Patents and intellectual property

0081599_man_sheet

Vital to encourage innovation

Innovation is the key driving force at Roche. And it will remain essential if we are to continue the fight against the many diseases that are still incurable, including cancer, Alzheimer’s disease, multiple sclerosis, amongst others. Like all research-based companies, Roche needs patent protection to be able to recoup its long-term investments in research into new medical solutions and to pursue further innovations. Without patents and pricing that encourages real progress, innovation is impossible.
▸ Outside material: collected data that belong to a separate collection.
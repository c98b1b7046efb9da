//! Integration tests for organizations, users, the token blacklist and
//! system configuration.

use chrono::{Duration, Utc};
use cprhub_core::error::CprError;
use cprhub_core::models::configuration::UpsertConfiguration;
use cprhub_core::models::organization::{CreateOrganization, UpdateOrganization};
use cprhub_core::models::user::{CreateUser, Role, UpdateUser, UserFilter, UserStatus};
use cprhub_core::repository::{
    ConfigurationRepository, OrganizationRepository, Pagination, TokenBlacklistRepository,
    UserRepository,
};
use cprhub_db::repository::{
    SurrealConfigurationRepository, SurrealOrganizationRepository,
    SurrealTokenBlacklistRepository, SurrealUserRepository,
};
use surrealdb::Surreal;
use surrealdb::engine::local::{Db, Mem};
use uuid::Uuid;

async fn setup() -> Surreal<Db> {
    let db = Surreal::new::<Mem>(()).await.unwrap();
    db.use_ns("test").use_db("test").await.unwrap();
    cprhub_db::run_migrations(&db).await.unwrap();
    db
}

fn new_user(username: &str, role: Role) -> CreateUser {
    CreateUser {
        username: username.into(),
        email: format!("{username}@example.com"),
        password: "CorrectHorse42!".into(),
        role,
        full_name: format!("{username} Tester"),
        phone: None,
        organization_id: None,
    }
}

#[tokio::test]
async fn create_update_and_list_organizations() {
    let db = setup().await;
    let repo = SurrealOrganizationRepository::new(db);

    let acme = repo
        .create(CreateOrganization {
            name: "Acme Safety".into(),
            contact_email: "office@acme.test".into(),
            contact_phone: Some("555-0100".into()),
            address: None,
        })
        .await
        .unwrap();
    assert_eq!(repo.get_by_id(acme.id).await.unwrap().name, "Acme Safety");

    let updated = repo
        .update(
            acme.id,
            UpdateOrganization {
                address: Some("1 Main St".into()),
                ..Default::default()
            },
        )
        .await
        .unwrap();
    assert_eq!(updated.address.as_deref(), Some("1 Main St"));
    assert_eq!(updated.contact_phone.as_deref(), Some("555-0100"));

    repo.create(CreateOrganization {
        name: "Beta Builders".into(),
        contact_email: "hello@beta.test".into(),
        contact_phone: None,
        address: None,
    })
    .await
    .unwrap();

    let page = repo
        .list(Pagination {
            offset: 0,
            limit: 1,
        })
        .await
        .unwrap();
    assert_eq!(page.total, 2);
    assert_eq!(page.items.len(), 1);
    assert_eq!(page.items[0].name, "Acme Safety");
}

#[tokio::test]
async fn duplicate_organization_name_is_rejected() {
    let db = setup().await;
    let repo = SurrealOrganizationRepository::new(db);
    let input = CreateOrganization {
        name: "Acme".into(),
        contact_email: "a@acme.test".into(),
        contact_phone: None,
        address: None,
    };
    repo.create(input.clone()).await.unwrap();
    let err = repo.create(input).await.unwrap_err();
    assert!(matches!(err, CprError::AlreadyExists { .. }), "{err:?}");
}

#[tokio::test]
async fn missing_organization_is_not_found() {
    let db = setup().await;
    let repo = SurrealOrganizationRepository::new(db);
    let err = repo.get_by_id(Uuid::new_v4()).await.unwrap_err();
    assert!(matches!(err, CprError::NotFound { .. }));
}

#[tokio::test]
async fn create_and_look_up_users() {
    let db = setup().await;
    let repo = SurrealUserRepository::new(db);

    let user = repo.create(new_user("alice", Role::Instructor)).await.unwrap();
    assert_eq!(user.role, Role::Instructor);
    assert_eq!(user.status, UserStatus::Active);
    assert!(user.password_hash.starts_with("$argon2id$"));

    assert_eq!(repo.get_by_username("alice").await.unwrap().id, user.id);
    assert_eq!(
        repo.get_by_email("alice@example.com").await.unwrap().id,
        user.id
    );
    assert!(matches!(
        repo.get_by_username("nobody").await.unwrap_err(),
        CprError::NotFound { .. }
    ));
}

#[tokio::test]
async fn duplicate_username_or_email_is_rejected() {
    let db = setup().await;
    let repo = SurrealUserRepository::new(db);
    repo.create(new_user("bob", Role::Hr)).await.unwrap();

    let err = repo.create(new_user("bob", Role::Hr)).await.unwrap_err();
    assert!(matches!(err, CprError::AlreadyExists { .. }));

    let mut other = new_user("robert", Role::Hr);
    other.email = "bob@example.com".into();
    let err = repo.create(other).await.unwrap_err();
    assert!(matches!(err, CprError::AlreadyExists { .. }));
}

#[tokio::test]
async fn update_clears_optional_fields() {
    let db = setup().await;
    let repo = SurrealUserRepository::new(db);
    let mut input = new_user("carol", Role::Organization);
    input.phone = Some("555-0199".into());
    input.organization_id = Some(Uuid::new_v4());
    let user = repo.create(input).await.unwrap();

    let updated = repo
        .update(
            user.id,
            UpdateUser {
                full_name: Some("Carol Example".into()),
                phone: Some(None),
                organization_id: Some(None),
                ..Default::default()
            },
        )
        .await
        .unwrap();
    assert_eq!(updated.full_name, "Carol Example");
    assert!(updated.phone.is_none());
    assert!(updated.organization_id.is_none());
}

#[tokio::test]
async fn soft_delete_and_filtered_listing() {
    let db = setup().await;
    let repo = SurrealUserRepository::new(db);
    let a = repo.create(new_user("ann", Role::Instructor)).await.unwrap();
    repo.create(new_user("ben", Role::Instructor)).await.unwrap();
    repo.create(new_user("cat", Role::Accountant)).await.unwrap();

    repo.delete(a.id).await.unwrap();
    assert_eq!(
        repo.get_by_id(a.id).await.unwrap().status,
        UserStatus::Inactive
    );

    let instructors = repo
        .list(
            UserFilter {
                role: Some(Role::Instructor),
                status: Some(UserStatus::Active),
            },
            Pagination::default(),
        )
        .await
        .unwrap();
    assert_eq!(instructors.total, 1);
    assert_eq!(instructors.items[0].username, "ben");
}

#[tokio::test]
async fn set_password_replaces_hash() {
    let db = setup().await;
    let repo = SurrealUserRepository::with_pepper(db, "pepper".into());
    let user = repo.create(new_user("dan", Role::Admin)).await.unwrap();

    repo.set_password(user.id, "AnotherSecret7!").await.unwrap();
    let reloaded = repo.get_by_id(user.id).await.unwrap();
    assert_ne!(reloaded.password_hash, user.password_hash);
}

#[tokio::test]
async fn blacklist_add_is_idempotent_and_cleanup_drops_expired() {
    let db = setup().await;
    let repo = SurrealTokenBlacklistRepository::new(db);
    let user_id = Uuid::new_v4();

    repo.add("live", user_id, Utc::now() + Duration::hours(1))
        .await
        .unwrap();
    repo.add("live", user_id, Utc::now() + Duration::hours(1))
        .await
        .unwrap();
    repo.add("stale", user_id, Utc::now() - Duration::minutes(5))
        .await
        .unwrap();

    assert!(repo.is_blacklisted("live").await.unwrap());
    assert!(repo.is_blacklisted("stale").await.unwrap());
    assert!(!repo.is_blacklisted("other").await.unwrap());

    assert_eq!(repo.cleanup_expired().await.unwrap(), 1);
    assert!(!repo.is_blacklisted("stale").await.unwrap());
    assert!(repo.is_blacklisted("live").await.unwrap());
}

#[tokio::test]
async fn configuration_upsert_get_and_delete() {
    let db = setup().await;
    let repo = SurrealConfigurationRepository::new(db);
    let admin = Uuid::new_v4();

    let entry = repo
        .upsert(UpsertConfiguration {
            key: "billing.tax_rate_bps".into(),
            value: "500".into(),
            description: None,
            category: "billing".into(),
            updated_by: Some(admin),
        })
        .await
        .unwrap();
    assert_eq!(entry.value, "500");
    assert_eq!(entry.updated_by, Some(admin));
    // Seeded description survives an update without one.
    assert!(entry.description.is_some());

    repo.upsert(UpsertConfiguration {
        key: "portal.banner".into(),
        value: "Closed on holidays".into(),
        description: Some("Shown on the login page".into()),
        category: "portal".into(),
        updated_by: None,
    })
    .await
    .unwrap();
    assert_eq!(repo.get("portal.banner").await.unwrap().category, "portal");

    repo.delete("portal.banner").await.unwrap();
    assert!(matches!(
        repo.get("portal.banner").await.unwrap_err(),
        CprError::NotFound { .. }
    ));
    assert!(matches!(
        repo.delete("portal.banner").await.unwrap_err(),
        CprError::NotFound { .. }
    ));
}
It takes between 8 and 12 years and costs an average of about 1 billion Swiss francs to bring a new drug to market. With so much investment required, and only one in every 1,000 compounds making it to market, developing new medicines is a high-risk business. By being the sole manufacturer of a medicine for a specified period, companies can generate revenue from sales and recoup some of the substantial cost of development. However, patents are normally registered when a molecule is in early development, which may be many years before a drug reaches a patient. As a result, the length of time from approval when development costs can be recouped is around 8-12 years.

However, after the patent expires, the intellectual property related to the drug is publicly available and the drug can freely be produced by any interested manufacturer. This is another way that innovative healthcare companies can give something back to society.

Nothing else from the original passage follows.